Thank you, Adrienne. You came so late, you left so soon. We miss you.

Recent book on Rocky Flats by a health physicist at the plant

In Environment, Plutonium, Public Health, Rocky Flats, Workplace exposure on November 28, 2011 at 3:49 am

Clayton Lagerquist, The Rocky Flats Nuclear Weapons Plant I Remember: Its Rise and Fall (Morrisville, NC: Lulu.com, 2009). The author of this highly opinionated book was a health physicist at Rocky Flats from 1963 till 1988. Alongside his descriptions of individuals and the radiation detection world at the plant, he levels harsh criticisms at elected officials, the plant union, the media, and the Federal Government ¬ for supervising all activities at Rocky Flats, then suing Rockwell International for environmental misconduct. He says “the anti-Rocky Flats movement” that “ultimately caused its closure” and was “nothing but terrorists without guns” (p. 86).

“Safety of the employees,” he says, “was never a problem at Rocky Flats.” These are clearly not the words of an exposed production worker wanting a safer workplace. When a management colleague named Ron Reed urged Lagerquist “to reduce radiation exposure by a certain percent each quarter,” his reply was that he couldn’t because “any reduction would have to be accompanied by a reduction in production” (pp. 126-127). So here’s the health physicist, whose responsibility it is to protect workers, putting production ahead of safety. He claims that the plant’s records of workplace exposure fall well within the ranges of safety defined by NCRP and ICRP. But he never mentions the 1987 study by Los Alamos epidemiologist Greg Wilkinson that found excess cancers among some Rocky Flats workers exposed to as little as 5% of DOE’s permissible lifetime body burden for plutonium. Langerquist had to have known of this study since it was published in the American Journal of Epidemiology in 1987, the year before Lagerquist left Rocky Flats. The study created something of a firestorm at Los Alamos, because Wilkinson defied his supervisor who had told him not to publish the article until he had modified the results to “please the customer” (DOE).

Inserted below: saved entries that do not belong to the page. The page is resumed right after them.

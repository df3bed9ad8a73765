//! Network identity types: devices, ports, VLANs and host identities.

use std::fmt;
use std::str::FromStr;
use std::time::{SystemTime, UNIX_EPOCH};

use macaddr::MacAddr6;

/// Identifier of a switching device, e.g. `of:0000000000000001`.
#[derive(Debug, Clone, PartialEq, Eq, Hash, PartialOrd, Ord)]
pub struct DeviceId(String);

impl DeviceId {
    /// Create a device id. Returns `None` for empty or whitespace-bearing ids.
    pub fn new(id: impl Into<String>) -> Option<Self> {
        let id = id.into();
        if id.is_empty() || !id.is_ascii() || id.chars().any(|c| c.is_ascii_whitespace()) {
            return None;
        }
        Some(Self(id))
    }

    pub fn as_str(&self) -> &str {
        &self.0
    }
}

impl fmt::Display for DeviceId {
    fn fmt(&self, f: &mut fmt::Formatter<'_>) -> fmt::Result {
        f.write_str(&self.0)
    }
}

/// A (device, port) attachment point.
#[derive(Debug, Clone, PartialEq, Eq, Hash, PartialOrd, Ord)]
pub struct ConnectPoint {
    pub device_id: DeviceId,
    pub port: u32,
}

impl ConnectPoint {
    pub fn new(device_id: DeviceId, port: u32) -> Self {
        Self { device_id, port }
    }
}

/// Formats as `device/port`.
impl fmt::Display for ConnectPoint {
    fn fmt(&self, f: &mut fmt::Formatter<'_>) -> fmt::Result {
        write!(f, "{}/{}", self.device_id, self.port)
    }
}

impl FromStr for ConnectPoint {
    type Err = String;

    fn from_str(s: &str) -> Result<Self, Self::Err> {
        let (device, port) = s
            .rsplit_once('/')
            .ok_or_else(|| format!("missing '/' in connect point {s:?}"))?;
        let device_id =
            DeviceId::new(device).ok_or_else(|| format!("invalid device id {device:?}"))?;
        let port = port
            .parse::<u32>()
            .map_err(|_| format!("invalid port number {port:?}"))?;
        Ok(Self::new(device_id, port))
    }
}

/// An 802.1Q VLAN id, or [`VlanId::NONE`] for untagged traffic.
#[derive(Debug, Clone, Copy, PartialEq, Eq, Hash, PartialOrd, Ord)]
pub struct VlanId(u16);

impl VlanId {
    /// Untagged.
    pub const NONE: VlanId = VlanId(0xffff);
    /// Highest usable VLAN id.
    pub const MAX: u16 = 4094;

    /// Create a tagged VLAN id. Returns `None` outside `0..=4094`.
    pub fn new(id: u16) -> Option<Self> {
        (id <= Self::MAX).then_some(Self(id))
    }

    /// The 12-bit tag value, or `None` when untagged.
    pub fn id(&self) -> Option<u16> {
        (!self.is_none()).then_some(self.0)
    }

    pub fn is_none(&self) -> bool {
        *self == Self::NONE
    }
}

impl Default for VlanId {
    fn default() -> Self {
        Self::NONE
    }
}

/// Formats as the decimal id, or `None` when untagged.
impl fmt::Display for VlanId {
    fn fmt(&self, f: &mut fmt::Formatter<'_>) -> fmt::Result {
        match self.id() {
            Some(id) => write!(f, "{id}"),
            None => f.write_str("None"),
        }
    }
}

impl FromStr for VlanId {
    type Err = String;

    fn from_str(s: &str) -> Result<Self, Self::Err> {
        if s == "None" {
            return Ok(Self::NONE);
        }
        let id = s
            .parse::<u16>()
            .map_err(|_| format!("invalid VLAN id {s:?}"))?;
        Self::new(id).ok_or_else(|| format!("VLAN id out of range: {id}"))
    }
}

/// Identity of an end host: MAC plus VLAN.
#[derive(Debug, Clone, Copy, PartialEq, Eq, Hash, PartialOrd, Ord)]
pub struct HostId {
    pub mac: MacAddr6,
    pub vlan: VlanId,
}

impl HostId {
    pub fn new(mac: MacAddr6, vlan: VlanId) -> Self {
        Self { mac, vlan }
    }
}

impl fmt::Display for HostId {
    fn fmt(&self, f: &mut fmt::Formatter<'_>) -> fmt::Result {
        write!(f, "{}/{}", self.mac, self.vlan)
    }
}

/// A connect point where a host was observed, with the observation time in
/// milliseconds since the Unix epoch.
#[derive(Debug, Clone, PartialEq, Eq, Hash)]
pub struct HostLocation {
    pub connect_point: ConnectPoint,
    pub time: u64,
}

impl HostLocation {
    pub fn new(connect_point: ConnectPoint, time: u64) -> Self {
        Self {
            connect_point,
            time,
        }
    }

    /// A location observed now.
    pub fn now(connect_point: ConnectPoint) -> Self {
        Self::new(connect_point, now_millis())
    }
}

/// Wall-clock milliseconds since the Unix epoch.
pub fn now_millis() -> u64 {
    SystemTime::now()
        .duration_since(UNIX_EPOCH)
        .map(|d| d.as_millis() as u64)
        .unwrap_or(0)
}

An item in Lagerquist’s book that disturbed me even more than what he said about worker safety is his very brief reference to Wright Langham, whose work, he says, “was later criticized as human experimentation with plutonium but all he did was inject trace quantities of plutonium into some human volunteers and measure the amount that was excreted as a function of time” (pp. 52-53). Is Langerquist really this poorly informed? Eileen Welsome’s closely documented Plutonium Files (1999), for which she received the Pulitzer Prize, shows in great detail that Langham was one of the architects of the plutonium human experiments conducted not on volunteers but on unwitting subjects using not trace amounts of plutonium but quantities “five times the amount of plutonium the Manhattan Project scientists had just declared could be retained without harm to the human body” (Welsome, p. 126). Langerquist’s book displays the disturbing ethos of the health physics profession at Rocky Flats at the height of production at the plant.